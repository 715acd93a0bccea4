//! Opcodes of the register IR.
//!
//! The IR is deliberately small: enough opcodes to express the dataflow
//! shapes the SSA passes care about (definitions, moves, arithmetic,
//! branches, calls) without modeling a full instruction set. Each opcode
//! reports its [`Branchingness`], which drives block-termination checks and
//! successor-list layout.

use std::fmt;

/// How an instruction ends (or does not end) a basic block.
#[derive(Debug, Clone, Copy, PartialEq, Eq, Hash, strum::Display)]
pub enum Branchingness {
    /// Flows to the next instruction; cannot end a block.
    None,
    /// Returns from the method. No successors.
    Return,
    /// Unconditional branch. Exactly one successor.
    Goto,
    /// Two-way conditional branch. Two successors, taken edge first.
    If,
    /// Multi-way branch. One successor per case plus the default last.
    Switch,
    /// May throw. Successors are exception handlers, plus the fall-through
    /// edge as primary when execution can continue.
    Throws,
}

/// A two-operand arithmetic or bitwise operation.
#[derive(Debug, Clone, Copy, PartialEq, Eq, Hash, strum::Display)]
pub enum BinOp {
    /// Addition.
    Add,
    /// Subtraction.
    Sub,
    /// Multiplication.
    Mul,
    /// Division. Throws on integral division by zero.
    Div,
    /// Remainder. Throws on integral remainder by zero.
    Rem,
    /// Bitwise and.
    And,
    /// Bitwise or.
    Or,
    /// Bitwise xor.
    Xor,
    /// Left shift.
    Shl,
    /// Arithmetic right shift.
    Shr,
    /// Logical right shift.
    Ushr,
}

impl BinOp {
    /// Returns `true` if this operation can throw at runtime.
    #[must_use]
    pub const fn can_throw(self) -> bool {
        matches!(self, Self::Div | Self::Rem)
    }
}

/// A one-operand operation.
#[derive(Debug, Clone, Copy, PartialEq, Eq, Hash, strum::Display)]
pub enum UnOp {
    /// Arithmetic negation.
    Neg,
    /// Bitwise not.
    Not,
}

/// The comparison of a conditional branch.
#[derive(Debug, Clone, Copy, PartialEq, Eq, Hash, strum::Display)]
pub enum Cmp {
    /// Equal.
    Eq,
    /// Not equal.
    Ne,
    /// Less than.
    Lt,
    /// Greater than or equal.
    Ge,
    /// Less than or equal.
    Le,
    /// Greater than.
    Gt,
}

impl Cmp {
    /// Evaluates the comparison on a signed ordering value
    /// (`a - b` collapsed to sign).
    #[must_use]
    pub const fn evaluate(self, ordering: std::cmp::Ordering) -> bool {
        use std::cmp::Ordering::{Equal, Greater, Less};
        match self {
            Self::Eq => matches!(ordering, Equal),
            Self::Ne => !matches!(ordering, Equal),
            Self::Lt => matches!(ordering, Less),
            Self::Ge => matches!(ordering, Greater | Equal),
            Self::Le => matches!(ordering, Less | Equal),
            Self::Gt => matches!(ordering, Greater),
        }
    }
}

/// An instruction opcode.
#[derive(Debug, Clone, PartialEq, Eq, Hash)]
pub enum Opcode {
    /// Load a constant into the result register.
    Const,
    /// Copy a register.
    Move,
    /// Read an incoming method parameter.
    MoveParam,
    /// Capture the in-flight exception at the head of a handler block.
    MoveException,
    /// Two-operand arithmetic.
    BinOp(BinOp),
    /// One-operand arithmetic.
    UnOp(UnOp),
    /// Unconditional branch.
    Goto,
    /// Conditional branch comparing one source against zero, or two sources
    /// against each other.
    If(Cmp),
    /// Multi-way branch on an integer key.
    Switch(Vec<i32>),
    /// Return from the method, with an optional value source.
    Return,
    /// Throw the exception object in the source register.
    Throw,
    /// Call a method. May throw; the result, if any, lands in the primary
    /// successor via a subsequent move-result convention folded into this
    /// opcode's result slot.
    Invoke,
}

impl Opcode {
    /// Returns how this opcode terminates (or does not terminate) a block.
    ///
    /// Throwing arithmetic counts as [`Branchingness::Throws`] so that
    /// blocks are split around the potential exception edge.
    #[must_use]
    pub fn branchingness(&self) -> Branchingness {
        match self {
            Self::Const | Self::Move | Self::MoveParam | Self::MoveException | Self::UnOp(_) => {
                Branchingness::None
            }
            Self::BinOp(op) => {
                if op.can_throw() {
                    Branchingness::Throws
                } else {
                    Branchingness::None
                }
            }
            Self::Goto => Branchingness::Goto,
            Self::If(_) => Branchingness::If,
            Self::Switch(_) => Branchingness::Switch,
            Self::Return => Branchingness::Return,
            Self::Throw | Self::Invoke => Branchingness::Throws,
        }
    }

    /// Returns `true` if this opcode can end a basic block.
    #[must_use]
    pub fn can_terminate_block(&self) -> bool {
        self.branchingness() != Branchingness::None
    }

    /// Returns `true` for the register-to-register copy family whose
    /// definitions SSA renaming may elide.
    #[must_use]
    pub const fn is_move_like(&self) -> bool {
        matches!(self, Self::Move | Self::MoveParam | Self::MoveException)
    }

    /// Returns `true` if the instruction only transfers control and neither
    /// reads nor writes registers.
    #[must_use]
    pub const fn is_pure_control_transfer(&self) -> bool {
        matches!(self, Self::Goto)
    }
}

impl fmt::Display for Opcode {
    fn fmt(&self, f: &mut fmt::Formatter<'_>) -> fmt::Result {
        match self {
            Self::Const => write!(f, "const"),
            Self::Move => write!(f, "move"),
            Self::MoveParam => write!(f, "move-param"),
            Self::MoveException => write!(f, "move-exception"),
            Self::BinOp(op) => write!(f, "{}", op.to_string().to_lowercase()),
            Self::UnOp(op) => write!(f, "{}", op.to_string().to_lowercase()),
            Self::Goto => write!(f, "goto"),
            Self::If(cmp) => write!(f, "if-{}", cmp.to_string().to_lowercase()),
            Self::Switch(keys) => write!(f, "switch({} cases)", keys.len()),
            Self::Return => write!(f, "return"),
            Self::Throw => write!(f, "throw"),
            Self::Invoke => write!(f, "invoke"),
        }
    }
}
//! Optimizer configuration.
//!
//! Passes never read process-wide state: everything policy-shaped arrives
//! through an [`OptimizationContext`] handed to each pass entry point. The
//! context is cheap to clone and safe to share across the per-method worker
//! threads.

use std::sync::Arc;

use crate::rop::{Opcode, RegisterSpec};

/// Target-specific queries consulted by the literal-operand and
/// constant-collection passes.
///
/// Both queries are pure; an implementation answers from static knowledge
/// of the output instruction set.
pub trait TranslationAdvice: Send + Sync {
    /// Does `op` have a cheap immediate-operand form for these operands?
    fn has_constant_operation(&self, op: &Opcode, a: &RegisterSpec, b: &RegisterSpec) -> bool;

    /// Must a call-like `op` receive its sources in strictly increasing,
    /// contiguous register order?
    fn requires_sources_in_order(&self, op: &Opcode, sources: &[RegisterSpec]) -> bool;
}

/// Advice that declines every query; the conservative default.
#[derive(Debug, Default, Clone, Copy)]
pub struct NeverAdvice;

impl TranslationAdvice for NeverAdvice {
    fn has_constant_operation(&self, _op: &Opcode, _a: &RegisterSpec, _b: &RegisterSpec) -> bool {
        false
    }

    fn requires_sources_in_order(&self, _op: &Opcode, _sources: &[RegisterSpec]) -> bool {
        false
    }
}

/// Immutable per-run optimizer policy.
#[derive(Clone)]
pub struct OptimizationContext {
    /// Keep local-variable-binding moves alive for debug fidelity. Affects
    /// move elision during renaming and side-effect classification during
    /// dead-code removal.
    pub preserve_locals: bool,
    /// Target knowledge injected by the embedding translator.
    pub advice: Arc<dyn TranslationAdvice>,
}

impl OptimizationContext {
    /// Creates a context with explicit advice.
    #[must_use]
    pub fn new(preserve_locals: bool, advice: Arc<dyn TranslationAdvice>) -> Self {
        Self {
            preserve_locals,
            advice,
        }
    }
}

impl Default for OptimizationContext {
    fn default() -> Self {
        Self {
            preserve_locals: true,
            advice: Arc::new(NeverAdvice),
        }
    }
}

impl std::fmt::Debug for OptimizationContext {
    fn fmt(&self, f: &mut std::fmt::Formatter<'_>) -> std::fmt::Result {
        f.debug_struct("OptimizationContext")
            .field("preserve_locals", &self.preserve_locals)
            .finish_non_exhaustive()
    }
}
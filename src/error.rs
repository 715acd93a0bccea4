//! Error types for all engine operations.

use thiserror::Error;

macro_rules! malformed_graph {
    // Single string version
    ($msg:expr) => {
        $crate::Error::MalformedGraph {
            message: $msg.to_string(),
            file: file!(),
            line: line!(),
        }
    };

    // Format string with arguments version
    ($fmt:expr, $($arg:tt)*) => {
        $crate::Error::MalformedGraph {
            message: format!($fmt, $($arg)*),
            file: file!(),
            line: line!(),
        }
    };
}

/// The generic Error type covering every failure this engine can report.
///
/// The engine distinguishes two fatal error families: malformed-graph
/// errors, which are programming errors in the engine or its caller, and
/// unsupported-construct errors, which point at a miscompiled input method.
/// Neither is recoverable for the affected method; a caller processing many
/// methods isolates failures at the per-method boundary.
///
/// Capacity conditions (e.g. the register count outgrowing what a
/// back-conversion strategy can color) are deliberately *not* errors here:
/// the caller reads [`crate::ssa::SsaMethod::reg_count`] after optimization
/// and decides whether to re-run with a reduced pass set.
#[derive(Error, Debug)]
pub enum Error {
    /// The control-flow graph violates a structural invariant.
    ///
    /// Examples: a block whose last instruction cannot terminate a block, a
    /// successor index out of range, or a phi cloned through the generic
    /// duplication path. These are defects in the engine or in the upstream
    /// translator, never conditions to recover from. The source location
    /// where the violation was detected is captured for debugging.
    #[error("Malformed graph - {file}:{line}: {message}")]
    MalformedGraph {
        /// Description of the violated invariant, with block/instruction context.
        message: String,
        /// Source file in which the violation was detected.
        file: &'static str,
        /// Source line in which the violation was detected.
        line: u32,
    },

    /// The input uses a construct the engine cannot represent.
    ///
    /// The canonical case is a phi whose operand descriptors cannot be
    /// merged to a common type. All conflicting descriptors are carried so
    /// the caller can diagnose the miscompiled input.
    #[error("Unsupported construct - {message}: [{}]", conflicting.join(", "))]
    UnsupportedConstruct {
        /// What could not be merged or represented.
        message: String,
        /// Renderings of the conflicting descriptors.
        conflicting: Vec<String>,
    },

    /// Generic error for miscellaneous failures.
    #[error("{0}")]
    Error(String),
}
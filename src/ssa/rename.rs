//! SSA version assignment.
//!
//! A dominator-tree preorder walk carries a mapping from pre-rename
//! register to the spec of its latest SSA version. Each definition mints a
//! fresh register; each source is renumbered through the mapping. Plain
//! moves are elided where safe: the source's mapping entry is forwarded to
//! the destination (picking up the destination's local-variable binding),
//! which removes most translator-generated copies without a separate
//! copy-propagation pass.
//!
//! Registers read before any definition on some path map to a single
//! synthetic "undefined" register minted up front; a phi operand whose
//! value is undefined along its edge is simply not recorded, marking the
//! edge as one where the variable is dead.

use crate::rop::{Opcode, RegisterSpec, Type, TypeBearer};
use crate::ssa::insn::SsaInsn;
use crate::ssa::method::SsaMethod;

/// Runs SSA renaming over a method whose phis are already placed and whose
/// dominator-tree child lists are populated.
pub struct Renamer<'a> {
    meth: &'a mut SsaMethod,
    preserve_locals: bool,
    /// Register count before renaming; mapping entries exist only below it.
    orig_count: u32,
    /// The synthetic undefined register.
    undefined_reg: u32,
}
//! SSA form: construction, data model, and dominance machinery.

mod block;
mod convert;
mod dominators;
mod frontier;
mod insn;
mod locals;
mod method;
mod normalize;
mod placement;
mod rename;

pub use block::SsaBasicBlock;
pub use convert::{convert_to_ssa, update_ssa};
pub use dominators::DomTree;
pub use frontier::DomFront;
pub use insn::{PhiInsn, PhiOperand, SsaInsn};
pub use locals::LocalSnapshot;
pub use method::{InsnSite, SsaMethod};
pub use normalize::EdgeSplitter;
pub use placement::{Liveness, PhiPlacer};
pub use rename::Renamer;
//! The register-based input/output IR.
//!
//! "Rop" form is the non-SSA register IR the engine accepts and (after the
//! downstream back-conversion) produces: basic blocks addressed by stable
//! labels, instructions reading and writing numbered registers, with
//! debug-level local-variable bindings attached to register operands.

mod insn;
mod method;
mod op;
mod reg;
mod types;

pub use insn::Insn;
pub use method::{RopBlock, RopMethod};
pub use op::{BinOp, Branchingness, Cmp, Opcode, UnOp};
pub use reg::{Interner, LocalInfo, RegisterSpec};
pub use types::{Constant, Type, TypeBearer};
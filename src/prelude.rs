//! # ropt Prelude
//!
//! A convenient prelude re-exporting the types needed for the common
//! "build a rop method, optimize it, inspect the SSA output" flow.

/// The main error type for all engine operations.
pub use crate::Error;

/// The result type used throughout the engine.
pub use crate::Result;

/// The register IR data model.
pub use crate::rop::{
    BinOp, Branchingness, Cmp, Constant, Insn, Interner, LocalInfo, Opcode, RegisterSpec,
    RopBlock, RopMethod, Type, TypeBearer, UnOp,
};

/// SSA form and its construction entry points.
pub use crate::ssa::{
    convert_to_ssa, update_ssa, DomFront, DomTree, InsnSite, PhiInsn, PhiOperand, SsaBasicBlock,
    SsaInsn, SsaMethod,
};

/// The optimization pipeline and its configuration.
pub use crate::opt::{
    optimize, optimize_all, DeadCodeRemover, NeverAdvice, OptimizationContext, Sccp,
    TranslationAdvice,
};
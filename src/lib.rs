// Copyright 2025 The ropt Authors
//
// Licensed under the Apache License, Version 2.0 (the "License");
// you may not use this file except in compliance with the License.
// You may obtain a copy of the License at
//
//     http://www.apache.org/licenses/LICENSE-2.0
//
// Unless required by applicable law or agreed to in writing, software
// distributed under the License is distributed on an "AS IS" BASIS,
// WITHOUT WARRANTIES OR CONDITIONS OF ANY KIND, either express or implied.
// See the License for the specific language governing permissions and
// limitations under the License.
//
// SPDX-License-Identifier: Apache-2.0

#![doc(html_no_source)]
#![deny(missing_docs)]
#![deny(unsafe_code)]

//! # ropt
//!
//! A register-IR SSA construction and optimization engine for
//! bytecode-to-bytecode compilers.
//!
//! `ropt` ingests a control-flow graph of register-based instructions (the
//! "rop" form an upstream translator produces from parsed bytecode),
//! converts it to static single assignment form, optimizes it, and hands
//! the result to a downstream register allocator / back-converter. It
//! implements exactly the pass set a translator with modest optimization
//! ambitions needs:
//!
//! - **Dominator computation** - two-pass Lengauer-Tarjan, forward and
//!   reverse (postdominance)
//! - **Dominance frontiers** and liveness-pruned **phi placement**
//! - **CFG normalization** - predecessor, exception-capture, and critical
//!   edge splitting
//! - **SSA renaming** with move elision and local-variable preservation
//! - **Sparse conditional constant propagation** over interleaved constant
//!   and reachability lattices
//! - **Dead code elimination**, including closed def/use cycles
//!
//! ## Quick Start
//!
//! ```rust
//! use ropt::prelude::*;
//!
//! // A one-block method: load 5, return it.
//! let block = RopBlock::new(
//!     0,
//!     vec![
//!         Insn::new_const(0, Constant::Int(5)),
//!         Insn::new(
//!             Opcode::Return,
//!             None,
//!             vec![RegisterSpec::new(0, TypeBearer::Type(Type::Int))],
//!         ),
//!     ],
//!     Vec::new(),
//!     None,
//! );
//! let method = RopMethod::new(vec![block], 0, 0, true);
//!
//! let ssa = optimize(&method, &OptimizationContext::default())?;
//! assert!(ssa.reg_count() > 0);
//! # Ok::<(), ropt::Error>(())
//! ```
//!
//! ## Processing Model
//!
//! The engine is single-threaded per method: every pass mutates shared
//! graph state (instruction lists, def/use indices) without internal
//! synchronization. Methods are independent units of work, and
//! [`opt::optimize_all`] processes a batch on a worker pool with one
//! method's failure isolated from its siblings.
//!
//! ## Error Handling
//!
//! All fallible operations return [`Result<T>`](Result). Malformed input
//! graphs and unsupported constructs are fatal for the affected method;
//! there is no partial-success mode. Capacity conditions (the register
//! count outgrowing a back-conversion strategy) are not errors: read
//! [`ssa::SsaMethod::reg_count`] after optimization and decide whether to
//! re-run with a reduced pass set.

#[macro_use]
pub(crate) mod error;

pub mod opt;
pub mod rop;
pub mod ssa;
pub mod utils;

/// Convenient re-exports of the most commonly used types.
///
/// # Example
///
/// ```rust,no_run
/// use ropt::prelude::*;
///
/// let ctx = OptimizationContext::default();
/// ```
pub mod prelude;

pub use error::Error;

/// The result type used throughout `ropt`.
pub type Result<T> = std::result::Result<T, Error>;
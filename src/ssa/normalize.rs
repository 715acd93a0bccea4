//! CFG normalization by edge splitting.
//!
//! Phi insertion and the later phi-elimination moves need edges that can
//! host code: no block may be a merge point and a branch point at once,
//! no exception-capturing block may be shared between predecessors, and no
//! critical edge (branchy source into mergey target) may survive. Three
//! rewrites establish this, each over a snapshot of the block list so
//! blocks minted mid-rewrite are not revisited.

use crate::rop::{Insn, Opcode};
use crate::ssa::insn::SsaInsn;
use crate::ssa::method::SsaMethod;
use crate::Result;

/// Runs the three edge-splitting rewrites over a method.
pub struct EdgeSplitter;

impl EdgeSplitter {
    /// Normalizes the method in place.
    ///
    /// # Errors
    ///
    /// Returns [`crate::Error::MalformedGraph`] if an exception-capturing
    /// block cannot be split because its capture instruction resists
    /// cloning.
    pub fn split(meth: &mut SsaMethod) -> Result<()> {
        Self::split_predecessors(meth);
        Self::split_exception_captures(meth)?;
        Self::split_successors(meth);
        Ok(())
    }

    /// Mints a forwarding block that jumps to `to`, without wiring any
    /// edges yet.
    fn make_forwarding_block(meth: &mut SsaMethod, to: usize) -> usize {
        let label = meth.make_label();
        let index = meth.push_block(label);
        let block = meth.block_mut(index);
        block
            .insns
            .push(SsaInsn::Normal(Insn::new(Opcode::Goto, None, Vec::new())));
        block.primary_successor = Some(to);
        index
    }

    /// Rewrite 1: a block that is both a merge point and a branch point
    /// gets one fresh predecessor collecting all its inbound edges.
    fn split_predecessors(meth: &mut SsaMethod) {
        let snapshot = meth.block_count();
        for b in 0..snapshot {
            let block = meth.block(b);
            if block.predecessors.len() < 2 || block.successors.len() < 2 {
                continue;
            }
            let preds: Vec<usize> = block.predecessors.iter().copied().collect();
            let fresh = Self::make_forwarding_block(meth, b);
            for pred in preds {
                meth.redirect_edge(pred, b, fresh);
            }
            meth.add_edge(fresh, b);
        }
    }

    /// Rewrite 2: a shared block whose first instruction captures the
    /// in-flight exception is split so each predecessor delivers the
    /// capture in its own block.
    fn split_exception_captures(meth: &mut SsaMethod) -> Result<()> {
        let snapshot = meth.block_count();
        for b in 0..snapshot {
            let block = meth.block(b);
            if block.predecessors.len() < 2 {
                continue;
            }
            let captures = matches!(
                block.insns.first(),
                Some(SsaInsn::Normal(insn)) if insn.opcode == Opcode::MoveException
            );
            if !captures {
                continue;
            }
            let capture = block.insns[0].duplicate()?;
            let preds: Vec<usize> = block.predecessors.iter().copied().collect();
            for pred in preds {
                let fresh = Self::make_forwarding_block(meth, b);
                meth.block_mut(fresh).insns.insert(0, capture.clone());
                meth.redirect_edge(pred, b, fresh);
                meth.add_edge(fresh, b);
            }
            meth.block_mut(b).insns.remove(0);
        }
        Ok(())
    }

    /// Rewrite 3: every critical edge (branchy source into mergey target)
    /// gets an intermediate block, except when the source's terminator is a
    /// pure control transfer that reads and writes nothing.
    fn split_successors(meth: &mut SsaMethod) {
        let snapshot = meth.block_count();
        for b in 0..snapshot {
            let block = meth.block(b);
            if block.successors.len() < 2 {
                continue;
            }
            let exempt = block.insns.last().is_some_and(|last| match last {
                SsaInsn::Normal(insn) => insn.result.is_none() && insn.sources.is_empty(),
                SsaInsn::Phi(_) => false,
            });
            if exempt {
                continue;
            }
            let succs = block.successors.clone();
            for succ in succs {
                if succ < snapshot && meth.block(succ).predecessors.len() >= 2 {
                    let fresh = Self::make_forwarding_block(meth, succ);
                    meth.redirect_edge(b, succ, fresh);
                    meth.add_edge(fresh, succ);
                }
            }
        }
    }
}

........

* [Instructions for the task]
Tally the lines of the data that contain the word "gets", and give only that tally.

* [Exercise answer]
2